Task directions. What is the number of lines in the entries below that include the word "Orientation"? Provide the number only.

★ ★ ★

//! Test helper functions for setting up matches and fleets.
//!
//! This module provides factory functions and setup utilities that make
//! writing tests more ergonomic and consistent.

use std::sync::Arc;

use crate::board::{Coordinate, Orientation};
use crate::clock::ManualClock;
use crate::config::GameConfiguration;
use crate::game::GameState;
use crate::ids::{MatchId, PlayerId, ShipId};
use crate::rolls::{RollSource, ScriptedRolls};
use crate::ship::{ShipClass, ShipSpec};
use crate::state::GamePhase;

/// First seat. Moves first in battle.
pub const PLAYER_A: PlayerId = PlayerId::new(1);

/// Second seat.
pub const PLAYER_B: PlayerId = PlayerId::new(2);

/// Clock reading at match creation.
pub const START_MS: u64 = 1_700_000_000_000;

/// A roll that never lands a critical hit or an evasion.
pub const NO_LUCK: f64 = 0.999;

// =============================================================================
// Tracing
// =============================================================================

/// Routes engine logs to the test harness output.
///
/// Safe to call from every test; only the first call installs a subscriber.
pub fn init_test_tracing() {
    let _ = tracing_subscriber::fmt()
        .with_max_level(tracing::Level::DEBUG)
        .with_test_writer()
        .try_init();
}

// =============================================================================
// Fleets
// =============================================================================

/// The classic five-ship fleet.
///
/// | id | class      | size |
/// |----|------------|------|
/// | 1  | Carrier    | 5    |
/// | 2  | Battleship | 4    |
/// | 3  | Cruiser    | 3    |
/// | 4  | Submarine  | 3    |
/// | 5  | Destroyer  | 2    |
pub fn standard_fleet() -> Vec<ShipSpec> {
    vec![
        ShipSpec::new(1, "Carrier", ShipClass::Carrier, 5),
        ShipSpec::new(2, "Battleship", ShipClass::Battleship, 4),
        ShipSpec::new(3, "Cruiser", ShipClass::Cruiser, 3),
        ShipSpec::new(4, "Submarine", ShipClass::Submarine, 3),
        ShipSpec::new(5, "Destroyer", ShipClass::Destroyer, 2),
    ]
}

/// Where [`place_fleet`] puts a ship: horizontal, flush left, on every
/// other row starting at row 0.
pub fn fleet_origin(ship: ShipId) -> Coordinate {
    let index = i32::try_from(ship.get()).unwrap_or(1) - 1;
    Coordinate::new(0, 2 * index)
}

/// Cells `ship` covers under [`place_fleet`].
pub fn fleet_cells(ship: ShipId, size: u8) -> Vec<Coordinate> {
    let origin = fleet_origin(ship);
    (0..i32::from(size))
        .filter_map(|i| origin.step(Orientation::Horizontal, i))
        .collect()
}

/// The `n`th open-water cell under [`place_fleet`] on a 10x10 board.
///
/// Odd rows stay empty, giving 50 guaranteed misses.
pub fn water(n: u32) -> Coordinate {
    let n = i32::try_from(n % 50).unwrap_or(0);
    Coordinate::new(n % 10, 2 * (n / 10) + 1)
}

// =============================================================================
// Match Setup
// =============================================================================

/// Creates an empty match with a manual clock and rolls that never crit.
pub fn new_match(config: GameConfiguration) -> (GameState, Arc<ManualClock>) {
    new_match_with_rolls(config, Box::new(ScriptedRolls::always(NO_LUCK)))
}

/// Creates an empty match with a manual clock and the given rolls.
pub fn new_match_with_rolls(
    config: GameConfiguration,
    rolls: Box<dyn RollSource>,
) -> (GameState, Arc<ManualClock>) {
    let clock = Arc::new(ManualClock::new(START_MS));
    let game = GameState::with_sources(MatchId::new(1), config, rolls, clock.clone())
        .expect("test configuration is valid");
    (game, clock)
}

/// Places every ship of `player` per [`fleet_origin`].
pub fn place_fleet(game: &mut GameState, player: PlayerId, fleet: &[ShipSpec]) {
    for spec in fleet {
        let result = game
            .place_ship(player, spec.id, fleet_origin(spec.id), Orientation::Horizontal)
            .expect("placement keeps integrity");
        assert!(result.is_valid(), "placement of {} rejected: {result:?}", spec.id);
    }
}

/// Drives a match from the lobby to the first battle turn.
pub fn advance_to_battle(game: &mut GameState, fleet: &[ShipSpec]) {
    for (player, name) in [(PLAYER_A, "Alice"), (PLAYER_B, "Bob")] {
        assert!(game.add_player(player, name, fleet).unwrap().is_valid());
    }
    for player in [PLAYER_A, PLAYER_B] {
        assert!(game.mark_ready(player).unwrap().is_valid());
    }
    for player in [PLAYER_A, PLAYER_B] {
        place_fleet(game, player, fleet);
        assert!(game.mark_ready(player).unwrap().is_valid());
    }
    assert_eq!(game.phase(), GamePhase::Battle);
}

/// A match in battle with the standard fleet, `PLAYER_A` to move.
pub fn battle_ready(config: GameConfiguration) -> (GameState, Arc<ManualClock>) {
    battle_ready_with(config, &standard_fleet(), Box::new(ScriptedRolls::always(NO_LUCK)))
}

/// A match in battle with a custom fleet and rolls.
pub fn battle_ready_with(
    config: GameConfiguration,
    fleet: &[ShipSpec],
    rolls: Box<dyn RollSource>,
) -> (GameState, Arc<ManualClock>) {
    let (mut game, clock) = new_match_with_rolls(config, rolls);
    advance_to_battle(&mut game, fleet);
    (game, clock)
}

/// Plays `turns` alternating misses, each player firing at fresh water.
pub fn play_misses(game: &mut GameState, turns: u32) {
    for _ in 0..turns {
        let player = game.current_player().expect("battle has a current player");
        let shot = water(game.turn_number() / 2);
        let outcome = game.make_move(player, shot).expect("miss keeps integrity");
        assert!(outcome.is_resolved(), "miss at {shot} rejected: {outcome:?}");
    }
}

★ ★ ★

Response to the task. 3